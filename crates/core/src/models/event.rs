//! Social event model - one collaborative planning session

use std::fmt;
use std::str::FromStr;

use chrono::{DateTime, Utc};
use serde::{Deserialize, Serialize};
use uuid::Uuid;

use crate::error::Error;

/// The kind of session being planned
#[derive(Debug, Clone, Copy, PartialEq, Eq, Hash, Serialize, Deserialize)]
#[serde(rename_all = "snake_case")]
pub enum EventType {
    /// Sunday Roast - the group votes on the menu
    Roast,
    /// Party Mode - menu pick plus assigned cooking roles
    Party,
    /// Dutch Prep - guests claim dishes from a board
    Potluck,
}

impl EventType {
    pub fn as_str(self) -> &'static str {
        match self {
            EventType::Roast => "roast",
            EventType::Party => "party",
            EventType::Potluck => "potluck",
        }
    }

    pub fn display_name(self) -> &'static str {
        match self {
            EventType::Roast => "Sunday Roast",
            EventType::Party => "Party Mode",
            EventType::Potluck => "Dutch Prep",
        }
    }

    /// Whether guests vote on the menu for this type
    pub fn has_voting(self) -> bool {
        matches!(self, EventType::Roast | EventType::Party)
    }
}

impl fmt::Display for EventType {
    fn fmt(&self, f: &mut fmt::Formatter<'_>) -> fmt::Result {
        f.write_str(self.as_str())
    }
}

impl FromStr for EventType {
    type Err = Error;

    fn from_str(s: &str) -> Result<Self, Self::Err> {
        match s {
            "roast" => Ok(EventType::Roast),
            "party" => Ok(EventType::Party),
            "potluck" => Ok(EventType::Potluck),
            _ => Err(Error::Validation(format!("unknown event type '{s}'"))),
        }
    }
}

/// Lifecycle status of an event
#[derive(Debug, Clone, Copy, PartialEq, Eq, Hash, Serialize, Deserialize)]
#[serde(rename_all = "snake_case")]
pub enum EventStatus {
    Planning,
    Invite,
    Voting,
    MenuPick,
    RoleAssign,
    DishClaiming,
    Locked,
    Shopping,
    Cooking,
    Done,
    Cancelled,
}

impl EventStatus {
    pub fn all() -> &'static [EventStatus] {
        &[
            EventStatus::Planning,
            EventStatus::Invite,
            EventStatus::Voting,
            EventStatus::MenuPick,
            EventStatus::RoleAssign,
            EventStatus::DishClaiming,
            EventStatus::Locked,
            EventStatus::Shopping,
            EventStatus::Cooking,
            EventStatus::Done,
            EventStatus::Cancelled,
        ]
    }

    pub fn as_str(self) -> &'static str {
        match self {
            EventStatus::Planning => "planning",
            EventStatus::Invite => "invite",
            EventStatus::Voting => "voting",
            EventStatus::MenuPick => "menu_pick",
            EventStatus::RoleAssign => "role_assign",
            EventStatus::DishClaiming => "dish_claiming",
            EventStatus::Locked => "locked",
            EventStatus::Shopping => "shopping",
            EventStatus::Cooking => "cooking",
            EventStatus::Done => "done",
            EventStatus::Cancelled => "cancelled",
        }
    }

    /// `done` and `cancelled` accept no further transitions
    pub fn is_terminal(self) -> bool {
        matches!(self, EventStatus::Done | EventStatus::Cancelled)
    }
}

impl fmt::Display for EventStatus {
    fn fmt(&self, f: &mut fmt::Formatter<'_>) -> fmt::Result {
        f.write_str(self.as_str())
    }
}

impl FromStr for EventStatus {
    type Err = Error;

    fn from_str(s: &str) -> Result<Self, Self::Err> {
        EventStatus::all()
            .iter()
            .copied()
            .find(|status| status.as_str() == s)
            .ok_or_else(|| Error::Validation(format!("unknown event status '{s}'")))
    }
}

/// A persisted social cooking event
#[derive(Debug, Clone, PartialEq, Serialize, Deserialize)]
pub struct SocialEvent {
    pub id: Uuid,
    pub host_id: Uuid,
    pub host_name: String,
    pub event_type: EventType,
    pub title: String,
    pub date_time: DateTime<Utc>,
    pub location: Option<String>,
    pub expected_guests: u32,
    pub dietary_requirements: Vec<String>,
    /// Cuisine or vibe free text
    pub vibe: Option<String>,
    /// Delegated decision-maker, if any
    pub decider_id: Option<Uuid>,
    /// Result of tallying or of a decider's pick; shape depends on the path
    pub menu_selected: Option<serde_json::Value>,
    pub status: EventStatus,
    pub created_at: DateTime<Utc>,
    pub updated_at: DateTime<Utc>,
}

impl SocialEvent {
    pub fn is_host(&self, user_id: Uuid) -> bool {
        self.host_id == user_id
    }
}

/// An unsaved event being filled in by the host
#[derive(Debug, Clone, PartialEq)]
pub struct EventDraft {
    pub event_type: EventType,
    pub title: String,
    pub date_time: Option<DateTime<Utc>>,
    pub location: Option<String>,
    pub expected_guests: u32,
    pub dietary_requirements: Vec<String>,
    pub vibe: Option<String>,
    pub decider_id: Option<Uuid>,
}

impl EventDraft {
    pub fn new(event_type: EventType) -> Self {
        let expected_guests = match event_type {
            EventType::Roast => 4,
            EventType::Party => 8,
            EventType::Potluck => 6,
        };

        Self {
            event_type,
            title: String::new(),
            date_time: None,
            location: None,
            expected_guests,
            dietary_requirements: Vec::new(),
            vibe: None,
            decider_id: None,
        }
    }

    pub fn with_title(mut self, title: impl Into<String>) -> Self {
        self.title = title.into();
        self
    }

    pub fn with_date_time(mut self, date_time: DateTime<Utc>) -> Self {
        self.date_time = Some(date_time);
        self
    }

    /// Turn the draft into a `planning` event owned by `host_id`
    pub fn into_event(self, host_id: Uuid, host_name: &str) -> crate::Result<SocialEvent> {
        let title = self.title.trim().to_string();
        if title.is_empty() {
            return Err(Error::Validation("title is required".into()));
        }
        let date_time = self
            .date_time
            .ok_or_else(|| Error::Validation("date and time are required".into()))?;

        let now = Utc::now();
        Ok(SocialEvent {
            id: Uuid::new_v4(),
            host_id,
            host_name: host_name.to_string(),
            event_type: self.event_type,
            title,
            date_time,
            location: self.location,
            expected_guests: self.expected_guests,
            dietary_requirements: self.dietary_requirements,
            vibe: self.vibe,
            decider_id: self.decider_id,
            menu_selected: None,
            status: EventStatus::Planning,
            created_at: now,
            updated_at: now,
        })
    }
}

#[cfg(test)]
mod tests {
    use super::*;

    #[test]
    fn test_status_parse_roundtrip_names() {
        for status in EventStatus::all() {
            assert_eq!(status.as_str().parse::<EventStatus>().unwrap(), *status);
        }
        assert!("dashboard".parse::<EventStatus>().is_err());
    }

    #[test]
    fn test_draft_requires_title() {
        let draft = EventDraft::new(EventType::Roast).with_date_time(Utc::now());
        let err = draft.into_event(Uuid::new_v4(), "Host").unwrap_err();
        assert!(matches!(err, Error::Validation(_)));
    }

    #[test]
    fn test_draft_requires_date() {
        let draft = EventDraft::new(EventType::Roast).with_title("Family Dinner");
        let err = draft.into_event(Uuid::new_v4(), "Host").unwrap_err();
        assert!(matches!(err, Error::Validation(_)));
    }

    #[test]
    fn test_draft_into_event_starts_planning() {
        let host = Uuid::new_v4();
        let event = EventDraft::new(EventType::Potluck)
            .with_title("  Street Potluck ")
            .with_date_time(Utc::now())
            .into_event(host, "Ana")
            .unwrap();

        assert_eq!(event.status, EventStatus::Planning);
        assert_eq!(event.title, "Street Potluck");
        assert!(event.is_host(host));
        assert!(event.menu_selected.is_none());
    }
}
━━━━━━━━━━━━━━━━━━━━━━━━━━━━━━
## PROBLEM DESCRIPTION
Among the entries, work out how many lines include the word "DateTime". Answer with that number only.

## SOLUTION
6